CGAN-ECT: Reconstruction of Electrical Capacitance Tomography images from capacitance measurements using Conditional Generative Adversarial Networks

Abstract

Due to the rapid growth of applications of Electrical Capacitance Tomography (ECT) across diverse industrial sectors, there is a pressing demand for swift and high-fidelity methodologies for image reconstruction from raw capacitance measurements. Deep learning, as an effective non-linear mapping tool for complicated functions, has been going viral in many fields including electrical tomography. This paper introduces a pioneering contribution by proposing a Conditional Generative Adversarial Network (CGAN) model explicitly tailored for the purpose of reconstructing ECT images from capacitance measurements.

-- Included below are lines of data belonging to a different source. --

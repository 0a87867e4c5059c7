//! 操作系统命令执行面
//!
//! CommandRunner::run(argv, cwd) 以当前进程权限执行，不做任何提权；
//! ShellRunner 通过 sh -c / cmd /C 执行，子进程随 future 丢弃而被终止。

use std::path::Path;

use async_trait::async_trait;
use tokio::process::Command;

#[derive(Debug, Clone, PartialEq, Eq)]
pub struct CommandOutput {
    pub stdout: String,
    pub stderr: String,
    pub exit_code: i32,
}

#[async_trait]
pub trait CommandRunner: Send + Sync {
    async fn run(&self, argv: &[String], cwd: &Path) -> Result<CommandOutput, String>;
}

/// 将一条 shell 命令包装为 argv
pub fn shell_argv(command: &str) -> Vec<String> {
    if cfg!(target_os = "windows") {
        vec!["cmd".into(), "/C".into(), command.into()]
    } else {
        vec!["sh".into(), "-c".into(), command.into()]
    }
}

#[derive(Debug, Default, Clone)]
pub struct ShellRunner;

#[async_trait]
impl CommandRunner for ShellRunner {
    async fn run(&self, argv: &[String], cwd: &Path) -> Result<CommandOutput, String> {
        let (program, args) = argv.split_first().ok_or_else(|| "Empty argv".to_string())?;
        tracing::debug!(program = %program, cwd = %cwd.display(), "spawn command");

        let output = Command::new(program)
            .args(args)
            .current_dir(cwd)
            .kill_on_drop(true)
            .output()
            .await
            .map_err(|e| format!("Execution failed: {}", e))?;

        Ok(CommandOutput {
            stdout: String::from_utf8_lossy(&output.stdout).trim().to_string(),
            stderr: String::from_utf8_lossy(&output.stderr).trim().to_string(),
            // 被信号终止时没有退出码
            exit_code: output.status.code().unwrap_or(-1),
        })
    }
}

We propose a novel modulator to transform the raw input capacitance measurements into a 2D image. To the best of our knowledge, this is the first time to represent the capacitance measurements in an image form. We have created a new massive ECT dataset of synthetic image-measurements pairs for training and testing purposes of the proposed model. This extensive ECT dataset comprises 320,000 synthetic image-measurement pairs. It forms the basis for evaluating the feasibility and generalizability of the CGAN-ECT model, with assessments conducted on testing data, contaminated data, and flow patterns which are intentionally excluded from the model’s training phase. The evaluation results prove the efficacy of the proposed CGAN model in generating ECT images with heightened accuracy compared to traditional methods and alternative deep learning-based image reconstruction algorithms. The CGAN-ECT model has succeeded in a achieving an average image correlation coefficient exceeding 99.3%, coupled with an average relative image error of approximately 0.07.